To keep up with more rapidly changing business models, the speed of enterprise digital transformation and automation today, security leadership needs to, more than ever, ensure there is a tight coupling between security teams and business leadership.
Consider how rapidly enterprises are embracing IoT, data driven analysis, public and private clouds, virtualization of network services, and many other emerging technologies. All of this taken together is changing enterprise risk postures more than at any other time in IT. And it has changed the roles of the CSO in many enterprises from that of a technical position to that of managing the risk technology brings throughout the organization. It’s less about developing the technical aspects of the security program, and more about educating the board, senior leadership, and lines of business managers about the risks of new technology.

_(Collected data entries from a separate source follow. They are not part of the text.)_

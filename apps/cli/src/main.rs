//! ExecScout CLI: find the people behind small-business websites.
//!
//! Reads saved company pages, runs the discovery pipeline, and prints
//! executive profiles with a company quality grade as JSON.

mod commands;

use clap::Parser;
use color_eyre::eyre::Result;

use commands::Cli;

#[tokio::main]
async fn main() -> Result<()> {
    color_eyre::install()?;
    let cli = Cli::parse();
    commands::init_tracing(&cli);
    commands::run(cli).await
}
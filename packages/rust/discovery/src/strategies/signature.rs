//! Email-signature and footer strategy.
//!
//! A name directly after a sign-off ("Kind regards,\nJohn Smith") is a strong
//! signal; a name in the page `<footer>` is a weak one.

use std::collections::BTreeSet;
use std::sync::LazyLock;

use execscout_shared::text::SIGNATURE_CLOSING_PATTERN;
use execscout_shared::{CompanyMeta, Document, RawCandidate, Result, StrategySource};
use regex::Regex;
use scraper::{Html, Selector};

use super::{ExtractionStrategy, NAME_PATTERN, find_names, refine, to_candidate};

const CLOSING_CONFIDENCE: f64 = 0.8;
const FOOTER_CONFIDENCE: f64 = 0.6;

/// A sign-off, optionally one line break, then a name.
static CLOSING_NAME_RE: LazyLock<Regex> = LazyLock::new(|| {
    Regex::new(&format!(
        r"{SIGNATURE_CLOSING_PATTERN}[ \t]*(?:\r?\n[ \t]*)?{NAME_PATTERN}"
    ))
    .expect("valid regex")
});

static FOOTER_SEL: LazyLock<Selector> =
    LazyLock::new(|| Selector::parse("footer").expect("valid selector"));

pub struct SignatureStrategy {
    context_chars: usize,
}

impl SignatureStrategy {
    pub fn new(context_chars: usize) -> Self {
        Self { context_chars }
    }
}

impl ExtractionStrategy for SignatureStrategy {
    fn name(&self) -> &str {
        "signature"
    }

    fn source(&self) -> StrategySource {
        StrategySource::Signature
    }

    fn cache_id(&self) -> String {
        format!("{}:{}", self.name(), self.context_chars)
    }

    fn extract(&self, doc: &Document, _company: &CompanyMeta) -> Result<Vec<RawCandidate>> {
        let text = &doc.text_content;
        let mut out = Vec::new();
        let mut seen = BTreeSet::new();

        for caps in CLOSING_NAME_RE.captures_iter(text) {
            let Some(m) = caps.name("name") else { continue };
            if let Some(found) = refine(m.as_str(), m.start()) {
                if seen.insert(found.start) {
                    out.push(to_candidate(
                        doc,
                        &found,
                        StrategySource::Signature,
                        CLOSING_CONFIDENCE,
                        self.context_chars,
                    ));
                }
            }
        }

        if let Some(start) = footer_start(doc) {
            for found in find_names(text, start..text.len()) {
                if seen.insert(found.start) {
                    out.push(to_candidate(
                        doc,
                        &found,
                        StrategySource::Signature,
                        FOOTER_CONFIDENCE,
                        self.context_chars,
                    ));
                }
            }
        }

        Ok(out)
    }
}

/// Byte offset in `text_content` where the page footer begins, located by
/// the footer's first line of text.
fn footer_start(doc: &Document) -> Option<usize> {
    if doc.raw_markup.is_empty() {
        return None;
    }
    let html = Html::parse_document(&doc.raw_markup);
    let footer = html.select(&FOOTER_SEL).last()?;
    let first_line = footer
        .text()
        .map(|t| t.split_whitespace().collect::<Vec<_>>().join(" "))
        .find(|t| !t.is_empty())?;
    doc.text_content.rfind(&first_line)
}
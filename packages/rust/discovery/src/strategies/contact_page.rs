//! Contact-page strategy.
//!
//! Two passes: explicit "contact / speak to / ask for <Name>" phrasing
//! anywhere in the document, then any other name inside a contact section
//! (or anywhere on a page that is itself a contact page).

use std::collections::BTreeSet;
use std::sync::LazyLock;

use execscout_shared::{CompanyMeta, Document, DocumentKind, RawCandidate, Result, StrategySource};
use regex::Regex;

use super::{ExtractionStrategy, NAME_PATTERN, find_names, refine, to_candidate};

const EXPLICIT_CONFIDENCE: f64 = 0.9;
const SECTION_CONFIDENCE: f64 = 0.7;

const CONTACT_HEADINGS: &[&str] = &["contact", "get in touch", "enquir", "reach us", "speak to"];

static EXPLICIT_RE: LazyLock<Regex> = LazyLock::new(|| {
    Regex::new(&format!(
        r"\b(?i:contact|speak[ \t]+(?:to|with)|talk[ \t]+to|ask[ \t]+for|call)[ \t]+{NAME_PATTERN}"
    ))
    .expect("valid regex")
});

pub struct ContactPageStrategy {
    context_chars: usize,
}

impl ContactPageStrategy {
    pub fn new(context_chars: usize) -> Self {
        Self { context_chars }
    }
}

impl ExtractionStrategy for ContactPageStrategy {
    fn name(&self) -> &str {
        "contact_page"
    }

    fn source(&self) -> StrategySource {
        StrategySource::ContactPage
    }

    fn cache_id(&self) -> String {
        format!("{}:{}", self.name(), self.context_chars)
    }

    fn extract(&self, doc: &Document, _company: &CompanyMeta) -> Result<Vec<RawCandidate>> {
        let text = &doc.text_content;
        let mut out = Vec::new();
        let mut seen = BTreeSet::new();

        for caps in EXPLICIT_RE.captures_iter(text) {
            let Some(m) = caps.name("name") else { continue };
            if let Some(found) = refine(m.as_str(), m.start()) {
                if seen.insert(found.start) {
                    out.push(to_candidate(
                        doc,
                        &found,
                        StrategySource::ContactPage,
                        EXPLICIT_CONFIDENCE,
                        self.context_chars,
                    ));
                }
            }
        }

        let mut ranges: Vec<_> = doc
            .sections()
            .into_iter()
            .filter(|s| {
                let heading = s.heading.to_lowercase();
                CONTACT_HEADINGS.iter().any(|h| heading.contains(h))
            })
            .map(|s| s.start..s.end)
            .collect();
        if doc.kind() == DocumentKind::Contact {
            ranges = vec![0..text.len()];
        }

        for range in ranges {
            for found in find_names(text, range) {
                if seen.insert(found.start) {
                    out.push(to_candidate(
                        doc,
                        &found,
                        StrategySource::ContactPage,
                        SECTION_CONFIDENCE,
                        self.context_chars,
                    ));
                }
            }
        }

        Ok(out)
    }
}
//! Name normalization and nickname equivalence.

use crate::lexicon::is_honorific;

/// Nickname → formal given name. Lookups are lower-case.
const NICKNAMES: &[(&str, &str)] = &[
    ("bob", "robert"),
    ("bobby", "robert"),
    ("rob", "robert"),
    ("robbie", "robert"),
    ("bill", "william"),
    ("billy", "william"),
    ("will", "william"),
    ("willie", "william"),
    ("jim", "james"),
    ("jimmy", "james"),
    ("jamie", "james"),
    ("mike", "michael"),
    ("mick", "michael"),
    ("mikey", "michael"),
    ("dave", "david"),
    ("davy", "david"),
    ("steve", "stephen"),
    ("tom", "thomas"),
    ("tommy", "thomas"),
    ("chris", "christopher"),
    ("dan", "daniel"),
    ("danny", "daniel"),
    ("nick", "nicholas"),
    ("tony", "anthony"),
    ("andy", "andrew"),
    ("drew", "andrew"),
    ("rich", "richard"),
    ("rick", "richard"),
    ("ricky", "richard"),
    ("dick", "richard"),
    ("joe", "joseph"),
    ("joey", "joseph"),
    ("ben", "benjamin"),
    ("sam", "samuel"),
    ("matt", "matthew"),
    ("pete", "peter"),
    ("alex", "alexander"),
    ("ed", "edward"),
    ("eddie", "edward"),
    ("ted", "edward"),
    ("kate", "katherine"),
    ("katie", "katherine"),
    ("kathy", "katherine"),
    ("liz", "elizabeth"),
    ("lizzie", "elizabeth"),
    ("beth", "elizabeth"),
    ("jen", "jennifer"),
    ("jenny", "jennifer"),
    ("sue", "susan"),
    ("maggie", "margaret"),
    ("meg", "margaret"),
    ("pat", "patrick"),
    ("tim", "timothy"),
    ("greg", "gregory"),
    ("jon", "john"),
    ("johnny", "john"),
    ("jack", "john"),
    ("gaz", "gary"),
    ("jeff", "jeffrey"),
    ("ken", "kenneth"),
    ("kenny", "kenneth"),
    ("ron", "ronald"),
    ("don", "donald"),
    ("phil", "philip"),
    ("charlie", "charles"),
    ("harry", "henry"),
    ("fred", "frederick"),
    ("freddie", "frederick"),
    ("stu", "stuart"),
    ("vicky", "victoria"),
];

/// Formal form of a given name (`"Bob"` → `"robert"`), lower-cased.
pub fn canonical_given_name(given: &str) -> String {
    let lower = given.to_lowercase();
    NICKNAMES
        .iter()
        .find(|(nick, _)| *nick == lower)
        .map(|(_, formal)| formal.to_string())
        .unwrap_or(lower)
}

/// Every lower-case spelling equivalent to `given`, itself included.
pub fn given_name_variants(given: &str) -> Vec<String> {
    let formal = canonical_given_name(given);
    let mut variants = vec![formal.clone()];
    for (nick, f) in NICKNAMES {
        if *f == formal {
            variants.push(nick.to_string());
        }
    }
    let lower = given.to_lowercase();
    if !variants.contains(&lower) {
        variants.push(lower);
    }
    variants
}

/// Clean a surface name into its display form.
///
/// Trims, collapses whitespace, drops honorifics, expands bare initials
/// (`M Zubair` → `M. Zubair`), and fixes all-lower/all-upper tokens.
pub fn normalize_name(raw: &str) -> String {
    let tokens: Vec<&str> = raw
        .split_whitespace()
        .map(|t| t.trim_matches(|c: char| matches!(c, ',' | ';' | ':' | '(' | ')' | '"')))
        .filter(|t| !t.is_empty())
        .collect();

    let start = tokens.iter().take_while(|t| is_honorific(t)).count();
    // A lone honorific is still a (poor) name; keep it.
    let tokens = if start == tokens.len() { &tokens[..] } else { &tokens[start..] };

    tokens
        .iter()
        .map(|t| normalize_token_case(t))
        .collect::<Vec<_>>()
        .join(" ")
}

fn normalize_token_case(token: &str) -> String {
    let letters: Vec<char> = token.chars().filter(|c| c.is_alphabetic()).collect();
    if letters.len() == 1 && token.chars().count() <= 2 {
        return format!("{}.", letters[0].to_uppercase());
    }

    let all_lower = letters.iter().all(|c| c.is_lowercase());
    let all_upper = letters.len() > 1 && letters.iter().all(|c| c.is_uppercase());
    if !(all_lower || all_upper) {
        return token.to_string();
    }

    let mut out = String::with_capacity(token.len());
    let mut capitalize = true;
    for c in token.chars() {
        if capitalize && c.is_alphabetic() {
            out.extend(c.to_uppercase());
            capitalize = false;
        } else {
            out.extend(c.to_lowercase());
        }
        if c == '-' || c == '\'' {
            capitalize = true;
        }
    }
    out
}

/// Comparison key: case-folded, dots removed, given name mapped through the
/// nickname table. `"Bob Smith"` and `"robert smith"` share a key.
pub fn comparison_key(name: &str) -> String {
    let normalized = normalize_name(name);
    let mut parts: Vec<String> = normalized
        .split_whitespace()
        .map(|t| t.replace('.', "").to_lowercase())
        .filter(|t| !t.is_empty())
        .collect();

    if parts.len() > 1 {
        if let Some(first) = parts.first_mut() {
            *first = canonical_given_name(first);
        }
    }
    parts.join(" ")
}

/// First and last name tokens of a normalized name, lower-cased and without
/// dots. Initials come back as single letters.
pub fn name_parts(name: &str) -> Option<(String, String)> {
    let normalized = normalize_name(name);
    let tokens: Vec<String> = normalized
        .split_whitespace()
        .map(|t| t.replace('.', "").to_lowercase())
        .filter(|t| !t.is_empty())
        .collect();
    match tokens.as_slice() {
        [first, .., last] => Some((first.clone(), last.clone())),
        _ => None,
    }
}

#[cfg(test)]
mod tests {
    use super::*;

    #[test]
    fn expands_initials_and_drops_honorifics() {
        assert_eq!(normalize_name("Mr M Zubair"), "M. Zubair");
        assert_eq!(normalize_name("  M.   Zubair "), "M. Zubair");
        assert_eq!(normalize_name("Dr. Jane K Doe"), "Jane K. Doe");
    }

    #[test]
    fn fixes_shouting_and_lower_case() {
        assert_eq!(normalize_name("JOHN SMITH"), "John Smith");
        assert_eq!(normalize_name("mary-jane o'neill"), "Mary-Jane O'Neill");
        assert_eq!(normalize_name("David McAllister"), "David McAllister");
    }

    #[test]
    fn nickname_equivalence_in_keys() {
        assert_eq!(comparison_key("Bob Clarke"), comparison_key("Robert Clarke"));
        assert_eq!(comparison_key("M Zubair"), comparison_key("Mr. M. Zubair"));
        assert_ne!(comparison_key("Sarah Jones"), comparison_key("Sarah Jonas"));
    }

    #[test]
    fn variants_cover_both_directions() {
        let from_formal = given_name_variants("Robert");
        assert!(from_formal.contains(&"bob".to_string()));
        let from_nick = given_name_variants("Bob");
        assert!(from_nick.contains(&"robert".to_string()));
        assert!(from_nick.contains(&"rob".to_string()));
        assert_eq!(given_name_variants("Zubair"), vec!["zubair".to_string()]);
    }

    #[test]
    fn parts_of_names() {
        assert_eq!(name_parts("M. Zubair"), Some(("m".into(), "zubair".into())));
        assert_eq!(
            name_parts("Gary Thompson"),
            Some(("gary".into(), "thompson".into()))
        );
        assert_eq!(name_parts("Zubair"), None);
    }
}
//! Small text helpers shared by the strategies and the attributor.
//!
//! Offsets are byte offsets into a document's `text_content`; every helper
//! snaps them to char boundaries before slicing.

use std::ops::Range;
use std::sync::LazyLock;

use regex::Regex;

/// Largest char boundary `<= i`.
pub fn floor_boundary(s: &str, i: usize) -> usize {
    let mut i = i.min(s.len());
    while !s.is_char_boundary(i) {
        i -= 1;
    }
    i
}

/// Smallest char boundary `>= i`.
pub fn ceil_boundary(s: &str, i: usize) -> usize {
    let mut i = i.min(s.len());
    while !s.is_char_boundary(i) {
        i += 1;
    }
    i
}

/// Text surrounding `start..end`, at most `max_chars` long, on one line.
pub fn context_window(text: &str, start: usize, end: usize, max_chars: usize) -> String {
    let span = end.saturating_sub(start);
    let side = max_chars.saturating_sub(span) / 2;
    let from = floor_boundary(text, start.saturating_sub(side));
    let to = ceil_boundary(text, end.saturating_add(side));

    let flat = text[from..to].split_whitespace().collect::<Vec<_>>().join(" ");
    flat.chars().take(max_chars).collect()
}

/// Lower-cased alphanumeric words joined by single spaces, padded with a
/// space on both ends so [`contains_term`] can match whole words.
pub fn word_string(text: &str) -> String {
    let words: Vec<String> = text
        .split(|c: char| !c.is_alphanumeric())
        .filter(|w| !w.is_empty())
        .map(str::to_lowercase)
        .collect();
    format!(" {} ", words.join(" "))
}

/// Whole-word (or whole-phrase) match of a lower-case `term` in a
/// [`word_string`].
pub fn contains_term(words: &str, term: &str) -> bool {
    words.contains(&format!(" {term} "))
}

/// Email-style sign-off phrases ("Kind regards", "Many thanks", ...).
/// Case-insensitive only inside its own group so it can be embedded in
/// case-sensitive patterns.
pub const SIGNATURE_CLOSING_PATTERN: &str = r"\b(?i:kind regards|best regards|warm regards|warmest regards|many thanks|with thanks|yours sincerely|yours faithfully|sincerely|regards|best wishes|all the best|cheers|thanks)\b[,.!]?";

static SIGNATURE_CLOSING_RE: LazyLock<Regex> =
    LazyLock::new(|| Regex::new(SIGNATURE_CLOSING_PATTERN).expect("valid regex"));

/// Byte ranges of every sign-off phrase in `text`.
pub fn signature_closings(text: &str) -> Vec<Range<usize>> {
    SIGNATURE_CLOSING_RE
        .find_iter(text)
        .map(|m| m.range())
        .collect()
}

#[cfg(test)]
mod tests {
    use super::*;

    #[test]
    fn context_window_is_bounded_and_flat() {
        let text = format!("{}John Smith\nis the founder{}", "x ".repeat(200), " y".repeat(200));
        let start = text.find("John").unwrap();
        let ctx = context_window(&text, start, start + 10, 200);
        assert!(ctx.chars().count() <= 200);
        assert!(ctx.contains("John Smith is the founder"));
    }

    #[test]
    fn context_window_handles_multibyte_edges() {
        let text = "Café owner — Zoë Müller runs the shop";
        let start = text.find("Zoë").unwrap();
        let ctx = context_window(text, start, start + "Zoë Müller".len(), 12);
        assert!(ctx.contains("Zoë"));
    }

    #[test]
    fn term_matching_is_whole_word() {
        let words = word_string("John is the co-owner and Managing Director.");
        assert!(contains_term(&words, "owner"));
        assert!(contains_term(&words, "managing director"));
        assert!(!contains_term(&words, "own"));
    }

    #[test]
    fn finds_signature_closings() {
        let text = "Thanks for the call.\n\nKind regards,\nJohn Smith";
        let closings = signature_closings(text);
        assert_eq!(closings.len(), 2);
        assert_eq!(&text[closings[1].clone()], "Kind regards,");
    }
}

Interestingly, today, many enterprises believe that they have a solid cybersecurity plan, in fact according to the IBM Institute for Business Value survey of over 700 executives across 18 different industries in 28 different countries: Securing the C-Suite: Cybersecurity perspectives from the boardroom and C-suite, c-level execs are overconfident in the state of their security programs. According to those surveyed, 65 percent of c-level executives reported that their cybersecurity plans are “well established.” But when that number was delved into more deeply, it turned out only 17 percent of those surveyed could meet such a standard. According to the authors of the study, that includes being able to understand the nature cybersecurity risks, the ability to collaborate, educate, and enable a governance program, and also be able to manage risk with vigilance and speed.
And no matter how tempting it may be, there’s no way simply throwing technology at the various challenges will help. Never by itself. CSOs need to roll up their sleeves and engage with business leaders to understand the technology that is being deployed, the data it will be using, and determine the risks involved — and then educate the executives about how such technologies change risk and provide the best options for mitigating that risk.
An example of this is a topic we have been writing about considerably lately, and that’s the impact of the software-defined data center and the virtualization of network functions. The software-defined and highly-virtualized data center change considerably how networks are deployed, managed, and secured, which we covered in some depth here and here. But they also help improve many aspects of securing the data center, such as providing more centralized control and view of the environment. The CSO today needs to look at the totality of these conditions, understand how it applies to their industry and specific organization, and advise accordingly.
This needs to be done in more ways at once than I ever recall – DevOps and continuous integration deployment efforts, new deployment methodologies, increasing shadow IT, new cloud deployments, software defined data centers, IoT, big data efforts, and the list goes on.
This means CSOs also need something that they never had before and that’s a comprehensive view of risk across their organization. They need to know where business-critical data is stored, how it’s access and managed, and how to mitigate risks to that data.
While the CSO’s job is increasingly becoming less technical, it’s never been more important and there’s never been a greater opportunity to have more influence. While the CSO has the ear of the board and top executives it’s possible to help make great things happen for the business while also gaining the resources and backing necessary to make it happen in a way that reasonably manages threats. This is best achieved when all aspects of the business trust the CSO as a competent advisor on technology and risk.
Such skills have never been more important for enterprises as they face considerable technical, market, competitive, threat action, and regulatory compliance risk. But to stay on top, CSOs will have to continuously be on the lookout for disruptive risks, and review new technologies and the environment on a continuous basis. If not, then disruptive technology may end up disrupting the enterprise in entirely avoidable and foreseeable yet excruciatingly painful ways.
In fact, with 80 percent of executives believing that there is a less than 50 percent change of a significant breach occurring in the next few years (from the survey above), CSOs will need to do a lot more communicating on the nature of risk.